# Apprenticeship Question



## dawgs (Dec 1, 2007)

Yes, you still have a chance. Yes, you should call and see were you stand at this time.


----------



## Toronto Sparky (Apr 12, 2009)

Remember work is real slow right now in all the trades.

Toronto local out of work date is hovering around Oct 2008


----------



## RUSSIAN (Mar 4, 2008)

Expect 6-12 months for an acceptance letter. If there is work in your local you should start next spriong if you scored high on the interview


----------



## winstonWolf (Oct 27, 2009)

So on tuesday I called and they said they haven't made their selection yet. But yesterday (Friday) an employer called and said that the apprenticeship sent them my contact information and wants to meet me in person to talk about the apprenticeship and working for them. He told me to bring my proof of residence. And he said that the apprentices start in January.
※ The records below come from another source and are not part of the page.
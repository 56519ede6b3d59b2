//! Streaming WebSocket server.
//!
//! This module provides the server that handles:
//! - Client connections and the subscribe handshake
//! - Periodic keep-alive hello messages
//! - Telemetry event ingestion and per-vehicle delivery

use std::net::SocketAddr;
use std::sync::atomic::{AtomicU64, Ordering};
use std::sync::Arc;
use std::time::Duration;

use futures::stream::SplitSink;
use futures::{SinkExt, StreamExt};
use tokio::net::{TcpListener, TcpStream};
use tokio::sync::mpsc;
use tokio::time::Instant;
use tokio_tungstenite::tungstenite::Message;
use tokio_tungstenite::WebSocketStream;
use tracing::{debug, error, info, warn};

use fleetstream_protocol::{
    decode_client_message, encode_server_message, AuthErrorMessage, ClientMessage, ControlHello,
    ServerMessage,
};

use crate::auth::{AuthGate, VehicleAuthorizer, DEFAULT_AUTH_TIMEOUT};
use crate::registry::{Outbound, SubscriberTx, SubscriptionRegistry};
use crate::router::TelemetryRouter;

/// Monotonic connection ids, used for replacement-safe unsubscription.
static CONNECTION_IDS: AtomicU64 = AtomicU64::new(1);

/// Configuration for the streaming server.
#[derive(Debug, Clone)]
pub struct ServerConfig {
    /// Server name used in logs.
    pub name: String,
    /// Address to bind to.
    pub bind_addr: SocketAddr,
    /// Interval between unsolicited keep-alive hello messages.
    pub keepalive_interval: Duration,
    /// Bound on the external authorization call during the handshake.
    pub auth_timeout: Duration,
}

impl Default for ServerConfig {
    fn default() -> Self {
        Self {
            name: "fleetstream".to_string(),
            bind_addr: "0.0.0.0:8081".parse().unwrap(),
            keepalive_interval: Duration::from_secs(10),
            auth_timeout: DEFAULT_AUTH_TIMEOUT,
        }
    }
}

/// Events that can be sent to the server.
#[derive(Debug, Clone)]
pub enum ServerEvent {
    /// A raw telemetry payload was received from the transport.
    TelemetryReceived(String),
}

/// The streaming WebSocket server.
pub struct StreamServer {
    config: ServerConfig,
    registry: Arc<SubscriptionRegistry>,
    router: Arc<TelemetryRouter>,
    auth: Arc<AuthGate>,
    /// Channel for receiving events from providers.
    event_tx: mpsc::Sender<ServerEvent>,
    event_rx: mpsc::Receiver<ServerEvent>,
}

impl StreamServer {
    /// Create a new server with the given configuration and authorization
    /// collaborator.
    pub fn new(config: ServerConfig, authorizer: Arc<dyn VehicleAuthorizer>) -> Self {
        let registry = Arc::new(SubscriptionRegistry::new());
        let router = Arc::new(TelemetryRouter::new(registry.clone()));
        let auth = Arc::new(AuthGate::new(authorizer, config.auth_timeout));
        let (event_tx, event_rx) = mpsc::channel(1024);

        Self {
            config,
            registry,
            router,
            auth,
            event_tx,
            event_rx,
        }
    }

    /// Get a sender for submitting events to the server.
    pub fn event_sender(&self) -> mpsc::Sender<ServerEvent> {
        self.event_tx.clone()
    }

    /// The telemetry pipeline, shared with the administrative surface.
    pub fn router(&self) -> Arc<TelemetryRouter> {
        self.router.clone()
    }

    /// The subscriber registry, shared with the administrative surface.
    pub fn registry(&self) -> Arc<SubscriptionRegistry> {
        self.registry.clone()
    }

    /// Run the server, listening for WebSocket connections.
    pub async fn run(self) -> Result<(), Box<dyn std::error::Error + Send + Sync>> {
        let StreamServer {
            config,
            registry,
            router,
            auth,
            // Kept alive so the event channel stays open even when no
            // provider is attached.
            event_tx: _event_tx,
            mut event_rx,
        } = self;

        let listener = TcpListener::bind(&config.bind_addr).await?;
        info!(
            "{} streaming server listening on {}",
            config.name, config.bind_addr
        );

        // Event processor: telemetry events are handled serially, one
        // decode-merge-compose-deliver cycle at a time.
        tokio::spawn(async move {
            while let Some(event) = event_rx.recv().await {
                match event {
                    ServerEvent::TelemetryReceived(payload) => {
                        router.ingest(&payload).await;
                    }
                }
            }
        });

        // Accept connections
        loop {
            match listener.accept().await {
                Ok((stream, addr)) => {
                    let config = config.clone();
                    let registry = registry.clone();
                    let auth = auth.clone();

                    tokio::spawn(async move {
                        if let Err(e) = handle_connection(stream, addr, config, registry, auth).await
                        {
                            error!("Connection error from {}: {}", addr, e);
                        }
                    });
                }
                Err(e) => {
                    error!("Failed to accept connection: {}", e);
                }
            }
        }
    }
}

/// Handle a single client WebSocket connection.
///
/// The keep-alive timer, inbound messages and the registry's outbound
/// channel are multiplexed in one select loop, so exiting the loop stops
/// the keep-alive deterministically. On exit, every registry entry still
/// owned by this connection is swept out by connection id.
async fn handle_connection(
    stream: TcpStream,
    addr: SocketAddr,
    config: ServerConfig,
    registry: Arc<SubscriptionRegistry>,
    auth: Arc<AuthGate>,
) -> Result<(), Box<dyn std::error::Error + Send + Sync>> {
    info!("New streaming connection from {}", addr);

    let ws_stream = tokio_tungstenite::accept_async(stream).await?;
    let (mut ws_tx, mut ws_rx) = ws_stream.split();

    let conn_id = CONNECTION_IDS.fetch_add(1, Ordering::Relaxed);
    let (out_tx, mut out_rx) = mpsc::unbounded_channel::<Outbound>();

    // First hello goes out after one full period, matching the keep-alive
    // contract rather than greeting on connect.
    let period = config.keepalive_interval;
    let mut keepalive = tokio::time::interval_at(Instant::now() + period, period);

    loop {
        tokio::select! {
            _ = keepalive.tick() => {
                let frame = encode_server_message(&ServerMessage::Hello(ControlHello::new()))?;
                if let Err(e) = ws_tx.send(Message::Text(frame)).await {
                    debug!("Keep-alive to {} failed: {}", addr, e);
                    break;
                }
            }

            // Frames routed to this connection's subscribed vehicle.
            out = out_rx.recv() => {
                match out {
                    Some(Outbound::Frame(frame)) => {
                        if let Err(e) = ws_tx.send(Message::Text(frame)).await {
                            error!("Failed to send to {}: {}", addr, e);
                            break;
                        }
                    }
                    Some(Outbound::Close) => {
                        info!("Kicking connection {}", addr);
                        ws_tx.send(Message::Close(None)).await.ok();
                        break;
                    }
                    // We hold a sender ourselves, so the channel cannot close.
                    None => break,
                }
            }

            // Handle incoming messages from the client.
            msg = ws_rx.next() => {
                match msg {
                    Some(Ok(Message::Text(text))) => {
                        let keep_open = handle_client_message(
                            &text,
                            conn_id,
                            &out_tx,
                            &registry,
                            &auth,
                            &mut ws_tx,
                        )
                        .await?;
                        if !keep_open {
                            ws_tx.send(Message::Close(None)).await.ok();
                            break;
                        }
                    }
                    Some(Ok(Message::Close(_))) => {
                        info!("Client {} closed connection", addr);
                        break;
                    }
                    Some(Ok(Message::Ping(data))) => {
                        ws_tx.send(Message::Pong(data)).await?;
                    }
                    Some(Err(e)) => {
                        error!("WebSocket error from {}: {}", addr, e);
                        break;
                    }
                    None => {
                        info!("Client {} disconnected", addr);
                        break;
                    }
                    _ => {} // Ignore other message types
                }
            }
        }
    }

    // The keep-alive timer dies with this task; registry entries must
    // not outlive the connection either. A connection may have
    // subscribed more than one vehicle over its lifetime, so teardown
    // sweeps by connection id rather than tracking individual vins.
    registry.remove_connection(conn_id).await;

    Ok(())
}

/// Handle a message received from a client. Returns whether the connection
/// should stay open.
async fn handle_client_message(
    text: &str,
    conn_id: u64,
    out_tx: &SubscriberTx,
    registry: &Arc<SubscriptionRegistry>,
    auth: &Arc<AuthGate>,
    ws_tx: &mut SplitSink<WebSocketStream<TcpStream>, Message>,
) -> Result<bool, Box<dyn std::error::Error + Send + Sync>> {
    let msg = match decode_client_message(text) {
        Ok(msg) => msg,
        Err(e) => {
            warn!("Ignoring unrecognized client message: {}", e);
            return Ok(true);
        }
    };

    match msg {
        ClientMessage::SubscribeOauth { tag, .. } => {
            // Trusted path: no authorization check is performed here; the
            // oauth handshake is gated upstream of this bridge.
            info!("Subscribe from {}", tag);
            registry.subscribe(&tag, out_tx.clone(), false, conn_id).await;

            let ack = encode_server_message(&ServerMessage::Hello(ControlHello::new()))?;
            ws_tx.send(Message::Text(ack)).await?;
            Ok(true)
        }
        ClientMessage::SubscribeAll { tag, token } => {
            info!("Subscribe (authorized) from {}", tag);
            match auth.authorize(&tag, token.as_deref()).await {
                Ok(()) => {
                    registry.subscribe(&tag, out_tx.clone(), true, conn_id).await;

                    let ack = encode_server_message(&ServerMessage::Hello(
                        ControlHello::for_vehicle(&tag),
                    ))?;
                    ws_tx.send(Message::Text(ack)).await?;
                    Ok(true)
                }
                Err(denied) => {
                    error!("Subscription denied for {}: {}", tag, denied);
                    let frame = encode_server_message(&ServerMessage::AuthError(
                        AuthErrorMessage::new(denied.to_string()),
                    ))?;
                    ws_tx.send(Message::Text(frame)).await?;
                    // Caller closes the connection.
                    Ok(false)
                }
            }
        }
    }
}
I haven't received a letter from the apprentiship but it sounds very promising. Thanks for the advice.


----------



## Sparky480 (Aug 26, 2007)

What local did you interview in?


----------



## MOGAL (Nov 18, 2009)

I guess there is no standard protocol.
In my local we were given the apptitude first, then the interview, then the acceptence letter, then the training center gave us the contact information for the employer. It is odd that the employer contacted your first, as the school here always gives the direction.
I waited 5 months before my acceptance letter after the interview, then 3 months to start work and 2 months to start school.


----------